Now that Stardog supports Cassandra, we’re at two NoSQL¹ and six Big Data² platforms, in addition, of course, to all of the real RDBMSes. This is starting to get serious!

While each new addition brings its own set of idiosyncrasies, adding support for Cassandra was especially interesting in several ways. I thought I’d share a few of the highlights.

Scalability First

Cassandra was built with scalability as a first principle and you can see evidence of this reflected in different elements of the design. For example, the choice of the primary key for a Cassandra table has an impact on how the data in the table will be distributed across the cluster. The choice of primary key also affects how efficiently a query will execute or even whether certain queries will execute at all.

With Cassandra, it is normal, even a best practice, to replicate data into multiple tables where each table is modeled with different keys. The design of each table is optimized for answering different queries. Cassandra is optimized to make writing data cheap. For those of us that are trained to normalize tables for efficient storage, working with Cassandra requires a paradigm shift.

A goal in Cassandra is to design your data model so that a query can be answered by a single node in the cluster. If you need to support a query that sums the sales for a given store, you create a table that is designed so that all the sales for a given store are on a single node and the sales are sorted such that those figures will be in a contiguous block.

Alternatively, you create a table where those totals are precomputed, either in real time as new sales are written or asynchronously as part of some batch update process.

Adapting Stardog

At first, adapting our query rewriter to Cassandra felt like an impedance mismatch.
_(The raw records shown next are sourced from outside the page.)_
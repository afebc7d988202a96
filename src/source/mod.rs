//! Kernel source acquisition
//!
//! The cache key is derived from the checked-out tree, so the source is
//! fetched before any cache decision is made.

use crate::config::schema::SourceConfig;
use crate::error::{KcacheError, KcacheResult};
use crate::target::{shell_quote, ExecOptions, RemoteExecutor};
use async_trait::async_trait;
use std::sync::Arc;
use tracing::{debug, info};

/// Where the kernel source comes from and where it is checked out
#[derive(Debug, Clone, PartialEq, Eq)]
pub struct SourceLocation {
    /// Repository to clone; `None` builds an existing checkout without fetching
    pub repo: Option<String>,
    /// Branch, tag or commit to check out
    pub git_ref: Option<String>,
    /// Parent directory of the checkout, also where packages are generated
    pub work_dir: String,
    /// Checkout directory name
    pub name: String,
}

impl SourceLocation {
    pub fn from_config(config: &SourceConfig) -> Self {
        Self {
            repo: config.repo.clone(),
            git_ref: config.git_ref.clone(),
            work_dir: config.work_dir.trim_end_matches('/').to_string(),
            name: config.name.clone(),
        }
    }

    /// Path of the checkout on the target
    pub fn code_path(&self) -> String {
        format!("{}/{}", self.work_dir, self.name)
    }
}

/// Source collaborator used by the orchestrator and the build pipeline
#[async_trait]
pub trait SourceProvider: Send + Sync {
    /// Make the tree available and return its path
    async fn get_source_code(&self, location: &SourceLocation) -> KcacheResult<String>;

    /// Revision currently checked out at `path`
    async fn get_latest_commit_id(&self, path: &str) -> KcacheResult<String>;

    /// Branch currently checked out at `path` (`HEAD` when detached)
    async fn get_current_branch(&self, path: &str) -> KcacheResult<String>;

    /// Kernel version reported by the tree's build system
    async fn get_kernel_version(&self, path: &str) -> KcacheResult<String>;
}

/// Git checkout on the build machine
pub struct GitSource {
    executor: Arc<dyn RemoteExecutor>,
}

impl GitSource {
    pub fn new(executor: Arc<dyn RemoteExecutor>) -> Self {
        Self { executor }
    }

    async fn git(&self, step: &str, path: &str, args: &str) -> KcacheResult<String> {
        let command = format!("git {}", args);
        let output = self
            .executor
            .run(&command, &ExecOptions::new().cwd(path))
            .await?
            .check(step, &command)?;
        Ok(output.stdout.trim().to_string())
    }

    /// Drop local modifications, e.g. patches applied by an earlier build
    async fn restore_tree(&self, path: &str) -> KcacheResult<()> {
        debug!("Restoring {} to its checked-out commit", path);
        self.git("restore tree", path, "reset --hard HEAD").await?;
        self.git("restore tree", path, "clean -fd").await?;
        Ok(())
    }

    async fn has_remote_branch(&self, path: &str, branch: &str) -> KcacheResult<bool> {
        let command = format!(
            "git rev-parse --verify --quiet {}",
            shell_quote(&format!("refs/remotes/origin/{}", branch))
        );
        let output = self
            .executor
            .run(&command, &ExecOptions::new().cwd(path))
            .await?;
        Ok(output.success())
    }

    /// Move the current branch to the tip of its upstream, if it has one
    async fn follow_upstream(&self, path: &str) -> KcacheResult<()> {
        let command = "git rev-parse --abbrev-ref --symbolic-full-name '@{u}'";
        let output = self
            .executor
            .run(command, &ExecOptions::new().cwd(path))
            .await?;
        let upstream = output.stdout.trim();
        if !output.success() || upstream.is_empty() {
            debug!("No upstream branch for {}, keeping HEAD", path);
            return Ok(());
        }

        info!("Updating to {}", upstream);
        self.git("update", path, &format!("reset --hard {}", shell_quote(upstream)))
            .await?;
        Ok(())
    }
}

#[async_trait]
impl SourceProvider for GitSource {
    async fn get_source_code(&self, location: &SourceLocation) -> KcacheResult<String> {
        let path = location.code_path();
        let checked_out = self.executor.file_exists(&format!("{}/.git", path)).await?;

        match (&location.repo, checked_out) {
            (Some(repo), false) => {
                info!("Cloning {} into {}", repo, path);
                self.executor
                    .create_dir_all(&location.work_dir, 0o755)
                    .await?;
                let command = format!("git clone {} {}", shell_quote(repo), shell_quote(&path));
                self.executor
                    .run(&command, &ExecOptions::new().cwd(&location.work_dir))
                    .await?
                    .check("clone", &command)?;
            }
            (Some(_), true) => {
                debug!("Updating existing checkout at {}", path);
                self.git("fetch", &path, "fetch --tags origin").await?;
                self.restore_tree(&path).await?;
            }
            (None, true) => {
                debug!("Using existing checkout at {}", path);
                self.restore_tree(&path).await?;
            }
            (None, false) => return Err(KcacheError::SourceNotFound(path)),
        }

        let remote = location.repo.is_some();
        let remote_branch = match &location.git_ref {
            Some(git_ref) if remote => self.has_remote_branch(&path, git_ref).await?,
            _ => false,
        };
        match &location.git_ref {
            Some(git_ref) if remote_branch => {
                // Local branch reset to the fetched tip, keeping the branch name
                info!("Checking out branch {} at origin/{}", git_ref, git_ref);
                let args = format!(
                    "checkout -B {} {}",
                    shell_quote(git_ref),
                    shell_quote(&format!("origin/{}", git_ref))
                );
                self.git("checkout", &path, &args).await?;
            }
            Some(git_ref) => {
                info!("Checking out {}", git_ref);
                self.git("checkout", &path, &format!("checkout {}", shell_quote(git_ref)))
                    .await?;
            }
            None if remote => self.follow_upstream(&path).await?,
            None => {}
        }

        Ok(path)
    }

    async fn get_latest_commit_id(&self, path: &str) -> KcacheResult<String> {
        self.git("commit id", path, "rev-parse HEAD").await
    }

    async fn get_current_branch(&self, path: &str) -> KcacheResult<String> {
        self.git("current branch", path, "rev-parse --abbrev-ref HEAD")
            .await
    }

    async fn get_kernel_version(&self, path: &str) -> KcacheResult<String> {
        let command = "make -s kernelversion 2>/dev/null";
        let output = self
            .executor
            .run(command, &ExecOptions::new().cwd(path))
            .await?
            .check("kernel version", command)?;
        let version = output.stdout.trim().to_string();
        if version.is_empty() {
            return Err(KcacheError::tool_failed(
                "kernel version",
                command,
                0,
                "empty output",
            ));
        }
        Ok(version)
    }
}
From the highest perspective, the Stardog philosophy is to let users declare the mapping from their source system to an RDF representation. Once that is done, you write queries. Then the query planner will rewrite those queries to the query language of the source system–these are called source access queries–and that source, being closest to the data, can use its own native optimizer to choose how best to execute that query.

But Cassandra doesn’t work like that. CQL is a declarative language, but the optimization it does is to check whether your query is optimal to begin with. Say that two times fast.

If the query filters on the partition key³ or if it asks for the data in an order that is different from the ordering in the table, Cassandra will raise an error rather than risk tying up resources processing an inefficient query. This is not bad, it’s just different from how declarative queries are traditionally processed.

So how to adapt? If the Cassandra way is to replicate your data and choose the right table for each query, then we will adapt to that. Stardog permits multiple data sources to provide the same data: this is a natural occurrence when unifying data across silos. We can extend this idea to Cassandra. We can create a mapping to each table and when we answer a query we can select the table that supports the query.

For our initial release we’ll do just that, but there’s more we will do in future releases, such as add hints to the mappings that indicate what data is redundant to further help Stardog select the optimal combination of tables to use for each query.

Conclusion

Do you have a Cassandra-based data silo that needs unification with the rest of your enterpise data assets? Why not download Stardog and see how it fits your use case? The possibilities are virtually endless once you can access all your data from a single platform. We’re looking forward to hearing from you.

MongoDB and Apache Cassandra. ↩︎
MongoDB, CosmosDB, Apache Hive, Impala, Teradata and Cassandra. ↩︎
A Cassandra primary key consists of two parts; a partition key that determines which nodes will hold the data and a cluster key that determines the order of the rows for a given partition key. ↩︎